One important aspect of research data management is data sharing and reuse. This post introduces a few common data licenses that enable data creators to explain what users may or may not do with a given work.

Data is an integral part of a research process. Traditionally, upon completion of a research project, the underlying data likely will be archived and never visited again. Nonetheless, the ecosystem about the use of research data has evolved (Fig.1). The lifespan of research data is getting longer than the research project that creates them, and the potential use of research data will be extended to validate, reproduce, and generate new ideas and hypotheses.

paradigm shift in using research data

Figure 1. Paradigm shift in the use of research data (Image source)

For many researchers, one way to share and to enable re-use of research data is to deposit them in a data repository (e.g., DataSpace@HKUST, FigShare, Zenodo). Rather than releasing data online unrestrictedly, data repositories would normally ask the depositor to choose a data license for their dataset, stating what others may or may not do with a given work.
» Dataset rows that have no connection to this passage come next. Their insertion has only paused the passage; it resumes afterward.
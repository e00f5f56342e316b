#![allow(dead_code)]

use accounting_service::store::{InMemoryLedgerStore, LedgerStore};
use accounting_service::*;
use chrono::NaiveDate;
use logger_redacted::PiiRedactor;
use rust_decimal::Decimal;
use std::sync::Arc;
use uuid::Uuid;

pub fn date(y: i32, m: u32, d: u32) -> NaiveDate {
    NaiveDate::from_ymd_opt(y, m, d).unwrap()
}

/// One company with a client, a project and a small chart of accounts
pub struct Fixture {
    pub store: Arc<InMemoryLedgerStore>,
    pub service: AccountingService,
    pub company_id: Uuid,
    pub client: Client,
    pub project: Project,
    pub cash: Account,
    pub trust_bank: Account,
    pub trust_liability: Account,
    pub income: Account,
    pub expense: Account,
}

impl Fixture {
    pub async fn new() -> Self {
        Self::with_policy(LedgerPolicy::default()).await
    }

    pub async fn with_policy(policy: LedgerPolicy) -> Self {
        let store = Arc::new(InMemoryLedgerStore::new());
        let shared: Arc<dyn LedgerStore> = store.clone();
        let service = AccountingService::new(shared, policy, PiiRedactor::default()).unwrap();
        let company_id = Uuid::new_v4();

        let client = service.practice().create_client(company_id, "Nile Holdings").await.unwrap();
        let project = service
            .practice()
            .create_project(client.id, "Share purchase")
            .await
            .unwrap();

        let accounts = service.accounts();
        let cash = accounts
            .create_account(company_id, "1000", "Operating Cash", AccountType::Asset)
            .await
            .unwrap();
        let trust_bank = accounts
            .create_account(company_id, "1020", "Trust Bank", AccountType::Asset)
            .await
            .unwrap();
        let trust_liability = accounts
            .create_account(company_id, "2000", "Client Trust Liability", AccountType::Liability)
            .await
            .unwrap();
        let income = accounts
            .create_account(company_id, "4000", "Legal Fees", AccountType::Income)
            .await
            .unwrap();
        let expense = accounts
            .create_account(company_id, "5000", "Court Fees", AccountType::Expense)
            .await
            .unwrap();

        Self {
            store,
            service,
            company_id,
            client,
            project,
            cash,
            trust_bank,
            trust_liability,
            income,
            expense,
        }
    }

    /// Cash receipt for fees: debit cash, credit income
    pub async fn post_fee(&self, on: NaiveDate, amount: Decimal) -> Transaction {
        self.service
            .ledger()
            .post_transaction(
                self.company_id,
                on,
                vec![
                    NewLine::new(self.cash.id, amount),
                    NewLine::new(self.income.id, -amount),
                ],
            )
            .await
            .unwrap()
    }

    pub async fn retainer(&self) -> TrustAccount {
        self.service
            .trust()
            .get_or_create_trust_account(self.project.id, self.client.id, TrustAccountType::Retainer, "USD")
            .await
            .unwrap()
    }
}
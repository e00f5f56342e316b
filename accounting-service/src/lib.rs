//! Ledger & trust accounting core for a legal practice
//!
//! Provides:
//! - Chart of accounts per company, with atomic reset to a standard chart
//! - Double-entry general ledger with balance validation and cash queries
//! - Client trust subledger with get-or-create accounts, guarded balances
//!   and orphan cleanup
//! - Company wipe and project deletion in explicit dependency order
//! - Exchange rates kept as settings
//!
//! All writes go through a [`store::LedgerStore`] batch, so multi-step
//! changes commit together or not at all.

pub mod error;
pub mod ledger;
pub mod maintenance;
pub mod models;
pub mod policy;
pub mod practice;
pub mod registry;
pub mod reporting;
pub mod service;
pub mod settings;
pub mod store;
pub mod trust;
mod validation;

pub use error::*;
pub use ledger::*;
pub use maintenance::*;
pub use models::*;
pub use policy::*;
pub use practice::*;
pub use registry::*;
pub use reporting::*;
pub use service::*;
pub use settings::*;
pub use trust::*;
// Error codes implementation
// Stable identifiers returned to API clients and printed by the ops CLI.

pub mod validation {
    pub const INVALID_INPUT: &str = "VALIDATION_1001";
    pub const MISSING_REQUIRED_FIELD: &str = "VALIDATION_1002";
    pub const INVALID_FORMAT: &str = "VALIDATION_1003";
}

pub mod ledger {
    pub const DUPLICATE_CODE: &str = "LEDGER_2001";
    pub const UNBALANCED_TRANSACTION: &str = "LEDGER_2002";
    pub const NEGATIVE_BALANCE: &str = "LEDGER_2003";
    pub const INVALID_RATE: &str = "LEDGER_2004";
    pub const FOREIGN_KEY_VIOLATION: &str = "LEDGER_2005";
    pub const NOT_FOUND: &str = "LEDGER_2006";
    pub const ACCOUNT_TYPE_LOCKED: &str = "LEDGER_2007";
    pub const WRITE_CONFLICT: &str = "LEDGER_2008";
}

pub mod database {
    pub const CONNECTION_FAILED: &str = "DB_4001";
    pub const QUERY_FAILED: &str = "DB_4002";
    pub const CONSTRAINT_VIOLATION: &str = "DB_4003";
    pub const STATEMENT_TIMEOUT: &str = "DB_4004";
    pub const MIGRATION_FAILED: &str = "DB_4005";
}

pub mod configuration {
    pub const INVALID_CONFIG: &str = "CONFIG_5001";
}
On the repository website (for example, Figshare), you can usually find out what the licensing options are available and recommended. When choosing data licenses, the decision varies based on a number of considerations, such as:

  • Whether attribution is needed
  • Whether modification or redistribution is permitted
  • Whether commercial use is permitted

The data license you choose affects the future use of your data. Likewise, when browsing or re-using data by others, you need to pay close attention to data licenses assigned by others as well. Here we introduce two common standard licenses, namely Creative Commons Licenses and the Open Data Commons Licenses.

Creative Commons Licenses

Creative Commons (CC) licensing was developed as an alternative to the “all or nothing” copyright. CC allows a number of licenses that can be used with a wide variety of creations that might otherwise fall under the “all rights reserved” copyright restrictions. Although not tailored for data only, CC can be used as data licenses because of its ease of use and prevalence. 

Permission Levels

The permission level provided by a CC license can be understood from its name, which is a combination of two-letter “permission marks”. 
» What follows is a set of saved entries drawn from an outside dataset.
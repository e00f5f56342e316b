use logger_redacted::PiiRedactor;
use std::sync::Arc;

use crate::error::AccountingResult;
use crate::ledger::GeneralLedger;
use crate::maintenance::Maintenance;
use crate::policy::LedgerPolicy;
use crate::practice::PracticeRecords;
use crate::registry::AccountRegistry;
use crate::reporting::AccountingReports;
use crate::settings::SettingsStore;
use crate::store::{InMemoryLedgerStore, LedgerStore};
use crate::trust::TrustSubledger;

/// Accounting service: one entry point over a shared store and policy
pub struct AccountingService {
    store: Arc<dyn LedgerStore>,
    policy: Arc<LedgerPolicy>,
    registry: AccountRegistry,
    ledger: GeneralLedger,
    trust: TrustSubledger,
    maintenance: Maintenance,
    settings: SettingsStore,
    practice: PracticeRecords,
    reports: AccountingReports,
}

impl AccountingService {
    /// Create a new accounting service; the policy is validated first
    pub fn new(
        store: Arc<dyn LedgerStore>,
        policy: LedgerPolicy,
        redactor: PiiRedactor,
    ) -> AccountingResult<Self> {
        policy.validate()?;
        Ok(Self::assemble(store, Arc::new(policy), redactor))
    }

    /// Service over a fresh in-memory store with default policy
    pub fn in_memory() -> Self {
        Self::assemble(
            Arc::new(InMemoryLedgerStore::new()),
            Arc::new(LedgerPolicy::default()),
            PiiRedactor::default(),
        )
    }

    fn assemble(store: Arc<dyn LedgerStore>, policy: Arc<LedgerPolicy>, redactor: PiiRedactor) -> Self {
        Self {
            registry: AccountRegistry::new(store.clone(), policy.clone()),
            ledger: GeneralLedger::new(store.clone(), policy.clone()),
            trust: TrustSubledger::new(store.clone(), policy.clone(), redactor),
            maintenance: Maintenance::new(store.clone()),
            settings: SettingsStore::new(store.clone()),
            practice: PracticeRecords::new(store.clone(), policy.clone()),
            reports: AccountingReports::new(store.clone()),
            store,
            policy,
        }
    }

    pub fn store(&self) -> &Arc<dyn LedgerStore> {
        &self.store
    }

    pub fn policy(&self) -> &LedgerPolicy {
        &self.policy
    }

    pub fn accounts(&self) -> &AccountRegistry {
        &self.registry
    }

    pub fn ledger(&self) -> &GeneralLedger {
        &self.ledger
    }

    pub fn trust(&self) -> &TrustSubledger {
        &self.trust
    }

    pub fn maintenance(&self) -> &Maintenance {
        &self.maintenance
    }

    pub fn settings(&self) -> &SettingsStore {
        &self.settings
    }

    pub fn practice(&self) -> &PracticeRecords {
        &self.practice
    }

    pub fn reports(&self) -> &AccountingReports {
        &self.reports
    }
}
use accounting_service::{standard_chart, Account, AccountType, AccountUpdate, ChartEntry};
use axum::extract::State;
use rust_decimal::Decimal;
use serde::{Deserialize, Serialize};
use uuid::Uuid;

use crate::error::{api_created, api_success, ApiCreated, ApiResult};
use crate::extract::{AppJson, AppPath, AppQuery};
use crate::handlers::ConfirmQuery;
use crate::server::LedgerServer;

#[derive(Debug, Deserialize)]
pub struct CreateAccountRequest {
    pub code: String,
    pub name: String,
    pub account_type: AccountType,
}

/// Body of a chart reset; omitted entries mean the standard chart
#[derive(Debug, Default, Deserialize)]
pub struct ResetChartRequest {
    #[serde(default)]
    pub entries: Option<Vec<ChartEntry>>,
}

#[derive(Debug, Serialize)]
pub struct AccountBalanceResponse {
    pub account_id: Uuid,
    pub balance: Decimal,
}

pub async fn create_account(
    State(server): State<LedgerServer>,
    AppPath(company_id): AppPath<Uuid>,
    AppJson(request): AppJson<CreateAccountRequest>,
) -> ApiCreated<Account> {
    let account = server
        .service
        .accounts()
        .create_account(company_id, &request.code, &request.name, request.account_type)
        .await?;
    Ok(api_created(account))
}

pub async fn list_accounts(
    State(server): State<LedgerServer>,
    AppPath(company_id): AppPath<Uuid>,
) -> ApiResult<Vec<Account>> {
    let accounts = server.service.accounts().list_accounts(company_id).await?;
    Ok(api_success(accounts))
}

pub async fn get_account(
    State(server): State<LedgerServer>,
    AppPath(account_id): AppPath<Uuid>,
) -> ApiResult<Account> {
    let account = server.service.accounts().get_account(account_id).await?;
    Ok(api_success(account))
}

pub async fn update_account(
    State(server): State<LedgerServer>,
    AppPath(account_id): AppPath<Uuid>,
    AppJson(update): AppJson<AccountUpdate>,
) -> ApiResult<Account> {
    let account = server.service.accounts().update_account(account_id, update).await?;
    Ok(api_success(account))
}

pub async fn account_balance(
    State(server): State<LedgerServer>,
    AppPath(account_id): AppPath<Uuid>,
) -> ApiResult<AccountBalanceResponse> {
    let balance = server.service.ledger().account_balance(account_id).await?;
    Ok(api_success(AccountBalanceResponse { account_id, balance }))
}

pub async fn reset_chart(
    State(server): State<LedgerServer>,
    AppPath(company_id): AppPath<Uuid>,
    AppQuery(confirm): AppQuery<ConfirmQuery>,
    AppJson(request): AppJson<ResetChartRequest>,
) -> ApiResult<Vec<Account>> {
    confirm.require("reset-coa")?;
    let entries = request.entries.unwrap_or_else(standard_chart);
    let accounts = server
        .service
        .accounts()
        .reset_chart_of_accounts(company_id, entries)
        .await?;
    Ok(api_success(accounts))
}

pub async fn expense_account(
    State(server): State<LedgerServer>,
    AppPath(company_id): AppPath<Uuid>,
) -> ApiResult<Account> {
    let account = server
        .service
        .accounts()
        .get_or_create_expense_account(company_id)
        .await?;
    Ok(api_success(account))
}
//! PostgreSQL-backed ledger store
//!
//! Each [`WriteBatch`] runs in a single database transaction; the first
//! failing statement aborts it and nothing is committed. Constraint
//! violations come back classified by SQLSTATE.

use async_trait::async_trait;
use chrono::{DateTime, NaiveDate, Utc};
use database_layer::{DatabaseError, DatabasePool, TransactionManager};
use rust_decimal::Decimal;
use sqlx::{FromRow, PgConnection};
use std::str::FromStr;
use tracing::debug;
use uuid::Uuid;

use super::{BatchOutcome, LedgerStore, Mutation, Scope, TrustScope, WriteBatch};
use crate::error::{StoreError, StoreResult};
use crate::models::*;

impl From<DatabaseError> for StoreError {
    fn from(err: DatabaseError) -> Self {
        match err {
            DatabaseError::UniqueViolation(detail) => StoreError::UniqueViolation(detail),
            DatabaseError::ForeignKeyViolation(detail) => StoreError::ForeignKeyViolation(detail),
            DatabaseError::CheckViolation(detail) => StoreError::CheckViolation(detail),
            DatabaseError::StatementTimeout(detail) => StoreError::Timeout(detail),
            other => StoreError::Backend(other.to_string()),
        }
    }
}

fn db_err(err: sqlx::Error) -> StoreError {
    DatabaseError::from(err).into()
}

// Transactions belonging to a project, directly or through its invoices and time entries
const PROJECT_TRANSACTIONS: &str = "SELECT id FROM transactions WHERE project_id = $1 \
     OR invoice_id IN (SELECT id FROM invoices WHERE project_id = $1) \
     OR time_entry_id IN (SELECT id FROM time_entries WHERE project_id = $1)";

const COMPANY_PROJECTS: &str = "SELECT p.id FROM projects p \
     JOIN clients c ON c.id = p.client_id WHERE c.company_id = $1";

const COMPANY_TRUST_ACCOUNTS: &str = "SELECT ta.id FROM trust_accounts ta \
     JOIN clients c ON c.id = ta.client_id WHERE c.company_id = $1";

#[derive(FromRow)]
struct AccountRow {
    id: Uuid,
    company_id: Uuid,
    code: String,
    name: String,
    account_type: String,
}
Permission Mark What can I do with the data?
BY Credit must be given to the creator
ND Adaptations must be shared under the same terms
NC Only non-commercial uses of the work are permitted
SA No derivatives or adaptations of the work are permitted


This webpage outlines and explains all six different CC licenses with simple visual symbols. The Creative Commons Attribution License, or CC-BY (example), would be most useful if you want your data to be disseminated as widely as possible – It lets others distribute, remix, tweak, and build upon your work, even commercially, as long as they credit you for the original creation. On the contrary, the least permissive CC license is CC-BY-NC-ND (example). In this case only distribution for non-commercial use of the unmodified original work is allowed.

The Creative Commons License Chooser can assist you to choose a proper CC license with a list of self-guiding questions.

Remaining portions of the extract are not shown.